Abstract Results are presented on vascular species richness in three representative alpine plant communities at 1040–1410 m on Mt Burns in the perhumid Fiordland region, a hotspot of alpine plant diversity, in south‐western South Island, New Zealand. Overall species richness was not dissimilar between the three communities in any of the eight plot sizes (mean values of 20.8–24.4 species in the largest plots of 100 m2), even though coefficients of floristic similarity were small (17.9; 23.5) between both low‐alpine communities (snow tussock‐shrubland and snow tussock grassland) and the high‐alpine cushion fellfield. Vascular species richness was generally similar to that in the few other oceanic New Zealand alpine communities for which data are available.
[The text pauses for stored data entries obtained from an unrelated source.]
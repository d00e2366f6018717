//! Checkout saga for the order service.
//!
//! Placing an order spans four collaborators that fail independently:
//! 1. Read the user's cart (and pre-check stock)
//! 2. Authorize payment
//! 3. Insert the order and its lines in one order-store transaction
//! 4. Decrement stock per line and clear the cart, in the background
//!
//! Steps 1-3 abort the checkout on failure. If the order insert fails after
//! payment was captured, the payment is refunded and the event is written
//! to the reconciliation log. Step 4 never fails the checkout; its failures
//! are retried, logged and recorded.

pub mod config;
pub mod coordinator;
pub mod error;
pub mod fulfillment;
pub mod query;
pub mod retry;
pub mod saga;
pub mod services;
pub mod state;
pub mod steps;

pub use config::CheckoutConfig;
pub use coordinator::{CheckoutCoordinator, ORDER_PLACED_MESSAGE, PlacedOrder};
pub use error::{CheckoutError, FulfillmentError, QueryError, ServiceError};
pub use fulfillment::{FulfillmentReport, SideEffect, SideEffectOutcome};
pub use query::OrderQuery;
pub use retry::RetryConfig;
pub use saga::CheckoutSaga;
pub use services::{
    CartService, HttpCartService, HttpInventoryService, InMemoryCartService,
    InMemoryInventoryService, InventoryService, PaymentGateway, PostgresCartService,
    PostgresInventoryService, SimulatedPaymentGateway,
};
pub use state::CheckoutState;
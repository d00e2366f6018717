//! Reconciliation log endpoint.

use std::sync::Arc;

use axum::Json;
use axum::extract::State;
use domain::ReconciliationEntry;

use crate::AppState;
use crate::error::ApiError;

/// GET /reconciliations — captured payments without an order and failed
/// post-commit side effects, newest first.
pub async fn list(
    State(state): State<Arc<AppState>>,
) -> Result<Json<Vec<ReconciliationEntry>>, ApiError> {
    Ok(Json(state.query.list_reconciliations().await?))
}
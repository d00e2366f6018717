//! Payment gateway trait and simulated implementation.

use std::collections::HashMap;
use std::sync::{Arc, RwLock};
use std::time::Duration;

use async_trait::async_trait;
use common::Money;
use domain::{PaymentMethod, PaymentResult};

use super::{PAYMENT_SERVICE, read, write};
use crate::error::ServiceError;

/// Trait for payment processing.
#[async_trait]
pub trait PaymentGateway: Send + Sync {
    /// Authorizes and captures `amount` using `method`.
    ///
    /// A gateway may report a refusal either as `Ok` with `success: false`
    /// or as [`ServiceError::Declined`].
    async fn authorize(
        &self,
        method: &PaymentMethod,
        amount: Money,
    ) -> Result<PaymentResult, ServiceError>;

    /// Refunds a previously captured payment.
    async fn refund(&self, transaction_id: &str) -> Result<(), ServiceError>;
}

#[derive(Debug, Default)]
struct SimulatedPaymentState {
    captured: HashMap<String, PaymentResult>,
    refunded: Vec<String>,
    next_id: u64,
    authorizations: usize,
    decline: bool,
    unavailable: bool,
    fail_on_refund: bool,
}

/// Payment gateway that approves every charge after a fixed latency.
///
/// Transaction ids are `TXN-1`, `TXN-2`, ... in issue order. Faults can be
/// injected for tests.
#[derive(Debug, Clone, Default)]
pub struct SimulatedPaymentGateway {
    latency: Duration,
    state: Arc<RwLock<SimulatedPaymentState>>,
}

impl SimulatedPaymentGateway {
    /// Creates a gateway that answers immediately.
    pub fn new() -> Self {
        Self::default()
    }

    /// Creates a gateway that waits `latency` before every authorization.
    pub fn with_latency(latency: Duration) -> Self {
        Self {
            latency,
            ..Self::default()
        }
    }

    /// Configures the gateway to decline every charge.
    pub fn set_decline(&self, decline: bool) {
        write(&self.state).decline = decline;
    }

    /// Configures the gateway to be unreachable.
    pub fn set_unavailable(&self, unavailable: bool) {
        write(&self.state).unavailable = unavailable;
    }

    /// Configures the gateway to fail every refund.
    pub fn set_fail_on_refund(&self, fail: bool) {
        write(&self.state).fail_on_refund = fail;
    }

    /// Returns the number of captured payments that were not refunded.
    pub fn payment_count(&self) -> usize {
        read(&self.state).captured.len()
    }

    /// Returns the number of authorization calls received.
    pub fn authorization_count(&self) -> usize {
        read(&self.state).authorizations
    }

    /// Returns true if the transaction was refunded.
    pub fn is_refunded(&self, transaction_id: &str) -> bool {
        read(&self.state)
            .refunded
            .iter()
            .any(|id| id == transaction_id)
    }
}

#[async_trait]
impl PaymentGateway for SimulatedPaymentGateway {
    #[tracing::instrument(skip(self, method, amount), fields(method = %method, amount = %amount))]
    async fn authorize(
        &self,
        method: &PaymentMethod,
        amount: Money,
    ) -> Result<PaymentResult, ServiceError> {
        if !self.latency.is_zero() {
            tokio::time::sleep(self.latency).await;
        }

        let mut state = write(&self.state);
        state.authorizations += 1;

        if state.unavailable {
            return Err(ServiceError::unavailable(PAYMENT_SERVICE, "gateway unreachable"));
        }
        if state.decline {
            return Err(ServiceError::Declined("card declined".to_string()));
        }
        if amount.is_negative() {
            return Err(ServiceError::Declined(format!("invalid amount {amount}")));
        }

        state.next_id += 1;
        let result = PaymentResult {
            success: true,
            transaction_id: format!("TXN-{}", state.next_id),
            amount,
            method: method.clone(),
        };
        state
            .captured
            .insert(result.transaction_id.clone(), result.clone());

        Ok(result)
    }

    async fn refund(&self, transaction_id: &str) -> Result<(), ServiceError> {
        let mut state = write(&self.state);
        if state.fail_on_refund {
            return Err(ServiceError::unavailable(PAYMENT_SERVICE, "gateway unreachable"));
        }
        if state.captured.remove(transaction_id).is_none() {
            return Err(ServiceError::invalid_response(
                PAYMENT_SERVICE,
                format!("unknown transaction {transaction_id}"),
            ));
        }
        state.refunded.push(transaction_id.to_string());
        Ok(())
    }
}

#[cfg(test)]
mod tests {
    use super::*;

    #[tokio::test]
    async fn test_authorize_and_refund() {
        let gateway = SimulatedPaymentGateway::new();
        let result = gateway
            .authorize(&PaymentMethod::CreditCard, Money::from_cents(5000))
            .await
            .unwrap();

        assert!(result.success);
        assert_eq!(result.amount, Money::from_cents(5000));
        assert_eq!(result.method, PaymentMethod::CreditCard);
        assert_eq!(gateway.payment_count(), 1);

        gateway.refund(&result.transaction_id).await.unwrap();
        assert_eq!(gateway.payment_count(), 0);
        assert!(gateway.is_refunded(&result.transaction_id));
    }

    #[tokio::test]
    async fn test_sequential_transaction_ids() {
        let gateway = SimulatedPaymentGateway::new();
        let amount = Money::from_cents(100);

        let first = gateway.authorize(&PaymentMethod::PayPal, amount).await.unwrap();
        let second = gateway.authorize(&PaymentMethod::PayPal, amount).await.unwrap();

        assert_eq!(first.transaction_id, "TXN-1");
        assert_eq!(second.transaction_id, "TXN-2");
    }

    #[tokio::test]
    async fn test_decline() {
        let gateway = SimulatedPaymentGateway::new();
        gateway.set_decline(true);

        let result = gateway
            .authorize(&PaymentMethod::DebitCard, Money::from_cents(100))
            .await;
        assert!(matches!(result, Err(ServiceError::Declined(_))));
        assert_eq!(gateway.payment_count(), 0);
        assert_eq!(gateway.authorization_count(), 1);
    }

    #[tokio::test]
    async fn test_refund_unknown_transaction() {
        let gateway = SimulatedPaymentGateway::new();
        let result = gateway.refund("TXN-404").await;
        assert!(matches!(result, Err(ServiceError::InvalidResponse { .. })));
    }

    #[tokio::test(start_paused = true)]
    async fn test_latency_is_applied() {
        let gateway = SimulatedPaymentGateway::with_latency(Duration::from_secs(1));
        let started = tokio::time::Instant::now();
        gateway
            .authorize(&PaymentMethod::CreditCard, Money::from_cents(1))
            .await
            .unwrap();
        assert!(started.elapsed() >= Duration::from_secs(1));
    }
}
//! HTTP order service with observability.
//!
//! Provides the storefront's order endpoints on top of the checkout saga,
//! with structured logging (tracing) and Prometheus metrics.

pub mod backends;
pub mod config;
pub mod error;
pub mod routes;

use std::sync::Arc;

use axum::Router;
use axum::routing::{get, post};
use checkout::{CheckoutCoordinator, OrderQuery};
use metrics_exporter_prometheus::PrometheusHandle;
use tower_http::cors::{Any, CorsLayer};
use tower_http::trace::TraceLayer;

pub use backends::{InMemoryBackends, StartupError, build_state};
pub use config::{Config, LogFormat};

/// Shared application state accessible from all handlers.
pub struct AppState {
    pub coordinator: CheckoutCoordinator,
    pub query: OrderQuery,
    /// Reported by `/health` to tell replicas apart.
    pub instance_id: String,
}

/// Creates the Axum application router with all routes and shared state.
pub fn create_app(state: Arc<AppState>, metrics_handle: PrometheusHandle) -> Router {
    let metrics_router = Router::new()
        .route("/metrics", get(routes::health::metrics))
        .with_state(metrics_handle);

    Router::new()
        .route("/health", get(routes::health::check))
        .route("/orders", post(routes::orders::create))
        .route("/orders/{user_id}", get(routes::orders::list_for_user))
        .route("/orders/detail/{order_id}", get(routes::orders::get))
        .route("/reconciliations", get(routes::reconciliations::list))
        .with_state(state)
        .merge(metrics_router)
        .layer(
            CorsLayer::new()
                .allow_origin(Any)
                .allow_methods(Any)
                .allow_headers(Any),
        )
        .layer(TraceLayer::new_for_http())
}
The decline in richness from the low‐alpine to high‐alpine zones, revealed in more comprehensive records from two other regions with generally similar oceanic environments, was not recorded, indeed was reversed, on Mt Burns. Whether the recognized biodiversity hotspot of Fiordland has a generally richer high‐alpine flora than other regions in New Zealand needs further examination. The general pattern of alpine floristic richness in relation to elevation, in New Zealand, also prevails in most alpine regions abroad, usually under much more extreme continental environments. This pattern is usually ascribed to the associated decrease in temperature. Both the small size of the land mass and/or associated environmental conditions may be implicated but clarification awaits further data, preferably collected with standardized procedures.